Friday, June 11, 2010

One Year Ago Today

I don't think I'll ever forget my last night in Costa Rica.  I lived there for a month taking Spanish classes and living with a tico family.  My final night, a big group of us went out to dinner.  My host parents, my host aunt  and family, one of my classmates, and myself.  We went to a restaurant that serves all of the food on one plate and you kind of grab the food and eat it with your fingers.  Yeah, not a germ-o-phobe's favorite restaurant.  Top if off with the fact that I felt like crap and it was not a pleasant night.  (I blame the chloroquine...next time I might take my chances with malaria).  I tried to eat but really had no appetite.  To distract myself from the nausea on the ride back, I started making a mental list of all of the memories/ stories/ things I'd learned that I wanted to share with Sra. Wright, my high school Spanish teacher.  Learning a language is one of those things you remember learning every detail, at least for me.  There were so many things I wanted to talk to her about, so I decided I was going to make a list on the plane ride back.

When made it home safely (that's actually a big surprise), and I stood in the family room contemplating checking my email one last night or waiting until I got back to the States.  I decided to go for it.  It'd be quick and then I'd go to bed and pray I was feeling better in the morning.  Well, it wasn't as quick as I had wanted it to be.  In fact, I learned that on the plane I'd be writing a different letter to Sra. Wright.  One she would never receive.  She'd passed away two days earlier.

The plane ride back was a roller coaster.  Sitting behind me on the plane was not just a student from my high school but someone that graduated with me... took Spanish with me.  I asked him if he'd heard and he said, "Yeah, it's a bummer."  A woman dies and you say a bummer?  That's worse than when I told a professor I was in a car accident on a way to her event and she said bummer.

I regretted not visiting Sra. Wright all of those times I'd visited my Alma Mater.  She'd asked about me, but I never made it down to see her.  I regretted not going in the one week I was home before leaving for Costa Rica.  (Again, I blame the chloroquine... nine weeks of nasty pink pills meant nine weeks of feeling nasty).  It helped me to know she hadn't been at school that day, but it didn't help much.  I regretted not emailing her to tell her I was still using my Spanish and going to Costa Rica to learn more.  I regretted not thanking her for taking the time to teach me.  I regretted not being able to look her in the eye the last time we spoke.  Her jaundice grossed me out.  I'd known she was sick, but I never knew she was that sick.  The word "cancer" was never shared, at least not with me.

I'll be honest, she was never my favorite teacher.  I was disappointed when I saw her name on my schedule for the fourth consecutive year.  In fact, there were many days I'd "Go to my locker" and get distracted by friends who had a free period; at least once a week I'd hear, "Katie, go back to Spanish."  However, even the teachers we don't always appreciate leave lasting impacts on our lives, especially when you see them every day for four years.

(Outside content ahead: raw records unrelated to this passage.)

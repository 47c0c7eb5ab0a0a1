//! Event-log replay and page-table reconstruction.
//!
//! Given a simulator's ordered event log and its token list, rebuilds the paged KV
//! cache as it stood at any step: page occupancy, sharing, copy-on-write lineage,
//! freed pages, and whether the step's token was served from a prior request's cache.
//!
//! Every snapshot is a pure function of `events[0..=step]` and the tokens.

pub mod cache_context;
pub mod event;
pub mod page_table;
pub mod reconstructor;
pub mod token_key;

pub use cache_context::{CacheContext, SlotRef};
pub use event::{Event, EventKind, Layer, PageId};
pub use page_table::{PageRecord, PageStatus, PageTable};
pub use reconstructor::{reconstruct, CopyMarker, CopyRole, Reconstructor, Snapshot};
pub use token_key::TokenKey;
//! Explicit viewer session state: run history, selection, and playback.
//!
//! Replay itself stays stateless apart from its one-step memo; everything that
//! depends on what the user picked lives here and is handed to rendering.

mod history;
mod playback;

pub use history::{common_prefix_len, LoadedSimulation, SimulationEntry, SimulationHistory};
pub use playback::{Playback, DEFAULT_PLAYBACK_INTERVAL};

Earlier this week, my sister Christina asked me to explain the difference between "por" and "para."  I never get those two right, but I explained it to her the same way Sra. Wright explained it to me countless times.  In fact, one day in class the example we were doing was a post card written to a teacher years after Spanish class thanking the teacher for teaching the difference between por and para.  Sra Wright kind of laughed, "Please don't ever send me a post card thanking me for teaching you the difference between por and paraPor and para can't be taught... they must just be learned."  That didn't stop her from trying.

The same idea didn't stop her from trying to teach us the difference between "ser" and "estar" either. Remembering this brought tears to my eyes.  She said, "Estar is used with changing things.  The soup is hot- estar.  Today I'm sad- estar.  The one I don't really understand is death.  To me, death isn't a temporary thing but the Spanish use estar."

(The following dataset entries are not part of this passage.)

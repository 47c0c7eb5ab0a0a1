//! Plain-text views of a reconstructed snapshot.
//!
//! Rendering only reads the snapshot; nothing here feeds back into replay.

use std::fmt::Write;

use crate::config::DEFAULT_RECENT_EVENTS;
use crate::replay::{CopyRole, Event, EventKind, PageRecord, Snapshot};
use crate::trace::SimulationResult;

/// Steps after a copy-on-write during which its pages stay highlighted
pub const COPY_HIGHLIGHT_WINDOW: usize = 2;

const PLACEHOLDER_TOKEN: &str = "(generated token)";

/// Most placeholder rows shown past the end of the token list
const MAX_PLACEHOLDER_ROWS: usize = 64;

/// Everything a frame needs: the run, the snapshot for the step, and session inputs.
#[derive(Debug, Clone, Copy)]
pub struct View<'a> {
    pub result: &'a SimulationResult,
    pub snapshot: &'a Snapshot,
    /// Token positions inherited from the previous run's prompt
    pub prefix_token_indices: &'a [usize],
    pub recent_events: usize,
}

impl<'a> View<'a> {
    pub fn new(result: &'a SimulationResult, snapshot: &'a Snapshot) -> Self {
        Self {
            result,
            snapshot,
            prefix_token_indices: &[],
            recent_events: DEFAULT_RECENT_EVENTS,
        }
    }

    pub fn with_prefix(mut self, prefix_token_indices: &'a [usize]) -> Self {
        self.prefix_token_indices = prefix_token_indices;
        self
    }

    pub fn with_recent_events(mut self, recent_events: usize) -> Self {
        self.recent_events = recent_events;
        self
    }

    fn tokens(&self) -> &'a [String] {
        &self.result.tokens
    }

    fn current_event(&self) -> Option<&'a Event> {
        self.result.events.get(self.snapshot.step)
    }

    /// Rows in the token views: every known token, plus placeholders up to the current one.
    ///
    /// Placeholders are capped, so a far-off token index never expands into millions of rows.
    fn token_count(&self) -> usize {
        let known = self.tokens().len();
        let current = self
            .snapshot
            .cache
            .current_token_index
            .map_or(0, |idx| idx.saturating_add(1));
        current.min(known.saturating_add(MAX_PLACEHOLDER_ROWS)).max(known)
    }

    fn token_text(&self, idx: usize) -> &'a str {
        self.tokens()
            .get(idx)
            .map_or(PLACEHOLDER_TOKEN, String::as_str)
    }

    fn is_prefix(&self, idx: usize) -> bool {
        self.prefix_token_indices.contains(&idx)
    }

    /// Page grid: one line per page with status, occupancy bar and badges.
    pub fn pages(&self) -> String {
        let mut out = String::new();
        for page in self.snapshot.pages.pages() {
            let _ = writeln!(out, "{}", self.page_line(page));
        }
        if out.is_empty() {
            out.push_str("(no pages allocated)\n");
        }
        out
    }

    fn page_line(&self, page: &PageRecord) -> String {
        let mut line = format!("Page {}", page.id);
        if let Some(source) = page.copied_from {
            let _ = write!(line, " (copied from Page {source})");
        }

        let written = self
            .snapshot
            .just_written
            .filter(|slot| slot.page_id == page.id)
            .map(|slot| slot.slot);
        let bar: String = (0..page.capacity)
            .map(|slot| match written {
                Some(w) if w == slot => '*',
                _ if slot < page.used_slots => '#',
                _ => '.',
            })
            .collect();

        let _ = write!(
            line,
            "  [{bar}] {}/{} \u{2022} ref={}  {}",
            page.used_slots,
            page.capacity,
            page.ref_count,
            page.status().label()
        );

        match self.snapshot.copy_role(page.id, COPY_HIGHLIGHT_WINDOW) {
            Some(CopyRole::Source) => line.push_str("  cow-source"),
            Some(CopyRole::Target) => line.push_str("  cow-target"),
            None => {}
        }
        let cache = &self.snapshot.cache;
        if cache.cache_hit && cache.cache_hit_page_id == Some(page.id) {
            line.push_str("  [cache hit]");
        }
        line
    }

    /// Token list with past/current/prefix/cached/hit markers.
    pub fn tokens_list(&self) -> String {
        let cache = &self.snapshot.cache;
        let mut out = String::new();
        for idx in 0..self.token_count() {
            let marker = match cache.current_token_index {
                Some(current) if idx == current => '>',
                _ => ' ',
            };

            let mut tags = Vec::new();
            if cache.current_token_index.is_some_and(|current| idx < current) {
                tags.push("past");
            }
            let prefix = self.is_prefix(idx);
            if prefix {
                tags.push("prefix");
            }
            if !prefix && cache.is_cached(self.tokens(), idx) {
                tags.push("cached");
            }
            if cache.is_hit(idx) {
                tags.push("cache hit");
            }

            let _ = write!(out, "{marker}{idx:>4}  {}", self.token_text(idx));
            if !tags.is_empty() {
                let _ = write!(out, "  [{}]", tags.join(", "));
            }
            out.push('\n');
        }
        out
    }

    /// Token to `{page, slot}` mapping as of this step.
    pub fn page_table(&self) -> String {
        let mut out = String::new();
        if let Some(EventKind::PageFault(fault)) = self.current_event().map(|e| &e.kind) {
            let _ = writeln!(out, "fault: allocated Page {}", fault.page_id);
        }

        let cache = &self.snapshot.cache;
        for idx in 0..self.token_count() {
            let marker = if cache.current_token_index == Some(idx) { '>' } else { ' ' };
            let mapping = match self.snapshot.token_mapping.get(&idx) {
                Some(slot) => format!("Page {}, Slot {}", slot.page_id, slot.slot),
                None => "\u{2014}".to_string(),
            };
            let _ = write!(out, "{marker}Token {idx} \u{2192} {mapping}");
            if self.is_prefix(idx) {
                out.push_str("  [prefix]");
            }
            if cache.is_hit(idx) {
                out.push_str("  [cache hit]");
            }
            out.push('\n');
        }
        out
    }

    /// The last few events up to and including this step.
    pub fn events(&self) -> String {
        let end = (self.snapshot.step + 1).min(self.result.events.len());
        let start = end.saturating_sub(self.recent_events);
        let mut out = String::new();
        for (position, event) in self.result.events[start..end].iter().enumerate() {
            let id = event.event_id.unwrap_or((start + position) as u64);
            let details = serde_json::to_string(&event.details).unwrap_or_default();
            let _ = writeln!(out, "{:<14} #{id} {details}", event.event_type());
        }
        out
    }

    /// Narration for this step, plus a note when the step is a cache hit.
    pub fn narration(&self) -> String {
        let Some(event) = self.current_event() else {
            return "No events yet.\n".to_string();
        };

        let mut out = String::new();
        for line in event.narration.as_deref().unwrap_or("Event occurred.").lines() {
            let _ = writeln!(out, "{line}");
        }

        let cache = &self.snapshot.cache;
        if let Some(token_idx) = event.token_step() {
            let token = self.tokens().get(token_idx).map_or("", String::as_str);
            match cache.cache_hit_page_id.filter(|_| cache.cache_hit) {
                Some(page_id) => {
                    let _ = writeln!(out, "CACHE HIT: token \"{token}\" \u{2192} Page {page_id}");
                    let _ = writeln!(out, "KV reused from Page {page_id} (no recompute)");
                }
                None => {
                    let _ = writeln!(out, "NEW TOKEN: \"{token}\" (attention reads all cached KV)");
                }
            }
        }
        out
    }

    pub fn model_info(&self) -> String {
        let model = &self.result.model;
        let mut out = String::new();
        let _ = writeln!(out, "Layers: {}", model.layers);
        let _ = writeln!(out, "Heads: {}", model.heads);
        let _ = writeln!(out, "Hidden size: {}", model.hidden_size);
        let _ = writeln!(out, "Head dim: {}", model.head_dim);
        let _ = writeln!(out, "Page size: {}", self.snapshot.pages.capacity());
        out
    }

    /// Simulator-reported summary, shown verbatim.
    pub fn summary(&self) -> String {
        let summary = &self.result.summary;
        let mut out = String::new();
        let _ = writeln!(out, "Total events: {}", summary.total_events);
        let _ = writeln!(out, "Total requests: {}", summary.num_requests);
        let _ = writeln!(out, "Event breakdown:");
        for (event_type, count) in &summary.event_counts {
            let _ = writeln!(out, "  {event_type}: {count}");
        }
        out
    }

    /// All views for one step, separated by section headers.
    pub fn frame(&self) -> String {
        let max_step = self.result.events.len().saturating_sub(1);
        let mut out = format!(
            "== Step {} / {} (request {}) ==\n",
            self.snapshot.step, max_step, self.snapshot.current_request_id
        );
        let sections = [
            ("Narration", self.narration()),
            ("Pages", self.pages()),
            ("Tokens", self.tokens_list()),
            ("Page table", self.page_table()),
            ("Events", self.events()),
        ];
        for (title, body) in sections {
            let _ = write!(out, "\n-- {title} --\n{body}");
        }
        out
    }
}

Death isn't a temporary thing.  Life is the temporary thing.  How do we spend it?  Running a million miles an hour too busy to notice the little moments or investing in children and teaching them something they have the capabilities to use for the rest of their life?  Being too stuck up to laugh at yourself or stopping class to remark about the "delightful aroma" of fart in the room before leaving and locking your students in it?  Do you put up with their "Senora, how do you say (insert some super random word here like "lipgloss" or "headphones" or "@")" or do you cut off their fun?

Thank you, Sra. Wright, for taking the time to teach us the difference between "por" and "para" but, more importantly, thank you for taking the time to invest in us.  To show us we can do it even when we don't think it's possible.  In the words of the Celine Dion song sung at Sra. Wright's funeral, "You gave me wings and I could fly/ you touched my hand I could touch the sky/ I lost my faith you gave it back to me/ you said no star was out of reach... you saw the best there was in me..."

Muchas gracias.

<>< Katie

1 comment:

Keith said...

This is beautiful. Thanks for sharing, Katie.